<<<<

//! Diplomat - diplomatic transcription of MEI lute tablature
//!
//! This library provides:
//! - An owned MEI document tree with reading and writing
//! - The tablature to common music notation transcription
//! - The oracle seam for conversion, key estimation and pitch spelling
//!
//! # Example
//!
//! ```no_run
//! use diplomat::{transcribe_file, JavaOracle, TranscriptionOptions};
//! use std::path::Path;
//!
//! let oracle = JavaOracle::new("java", "lib/*", false);
//! let options = TranscriptionOptions::default();
//! let output = transcribe_file(Path::new("in/piece.mei"), Path::new("out"), &options, &oracle).unwrap();
//! ```

pub mod error;
pub mod mei;
pub mod oracle;
pub mod transcriber;

// Re-export main types for convenience
pub use error::DiplomatError;
pub use mei::document::{Document, NodeId};
pub use oracle::{java::JavaOracle, Oracle, PitchGrids, SpelledPitch, SpellingRequest};
pub use transcriber::options::{ScoreSettings, TranscriptionOptions};
pub use transcriber::tuning::{
    key_signature_label, midi_pitch, octave_of, Mode, NotationType, ScoreLayout, Tuning,
};
pub use transcriber::{
    is_supported, output_file_name, transcribe_document, transcribe_file, transcribe_str,
    SUPPORTED_EXTENSIONS,
};
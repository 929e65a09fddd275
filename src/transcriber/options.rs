use crate::transcriber::tuning::{Mode, NotationType, ScoreLayout, Tuning};
use crate::DiplomatError;
use std::ops::RangeInclusive;

/// Accidental counts a key signature can carry.
pub const KEY_RANGE: RangeInclusive<i32> = -7..=7;

/// What the caller asked for. `None` means "take it from the input".
#[derive(Debug, Clone, Copy, PartialEq, Eq)]
pub struct TranscriptionOptions {
    pub tuning: Option<Tuning>,
    /// Signed accidental count; estimated by the oracle when absent
    pub key: Option<i32>,
    pub mode: Mode,
    pub layout: ScoreLayout,
    pub keep_tablature: bool,
    pub notation_type: Option<NotationType>,
    pub show_all_accidentals: bool,
}

impl Default for TranscriptionOptions {
    fn default() -> Self {
        Self {
            tuning: None,
            key: None,
            mode: Mode::default(),
            layout: ScoreLayout::default(),
            keep_tablature: true,
            notation_type: None,
            show_all_accidentals: false,
        }
    }
}

impl TranscriptionOptions {
    pub fn validate(&self) -> Result<(), DiplomatError> {
        match self.key {
            Some(key) if !KEY_RANGE.contains(&key) => Err(DiplomatError::ConfigError(format!(
                "key {key} is outside {}..={}",
                KEY_RANGE.start(),
                KEY_RANGE.end()
            ))),
            _ => Ok(()),
        }
    }
}

/// Settings in force for one file, resolved once from the options and the
/// first score definition.
#[derive(Debug, Clone, Copy, PartialEq, Eq)]
pub struct ScoreSettings {
    pub tuning: Tuning,
    pub key: i32,
    pub notation_type: NotationType,
    pub mode: Mode,
    pub layout: ScoreLayout,
    pub keep_tablature: bool,
    pub show_all_accidentals: bool,
}

impl ScoreSettings {
    pub const fn new(
        options: &TranscriptionOptions,
        tuning: Tuning,
        notation_type: NotationType,
        key: i32,
    ) -> Self {
        Self {
            tuning,
            key,
            notation_type,
            mode: options.mode,
            layout: options.layout,
            keep_tablature: options.keep_tablature,
            show_all_accidentals: options.show_all_accidentals,
        }
    }

    pub const fn cmn_staff_count(&self) -> usize {
        self.layout.cmn_staff_count()
    }

    /// Staff number of the tablature once the CMN staves are placed above it.
    pub fn shifted_staff_number(&self, n: Option<&str>) -> String {
        let n = n.and_then(|n| n.trim().parse::<usize>().ok()).unwrap_or(1);
        (n + self.cmn_staff_count()).to_string()
    }
}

>>>>

• TASK STATEMENT
Take the entries above and copy out all lines with the string "once".

• RESULT
/// Settings in force for one file, resolved once from the options and the
    /// Staff number of the tablature once the CMN staves are placed above it.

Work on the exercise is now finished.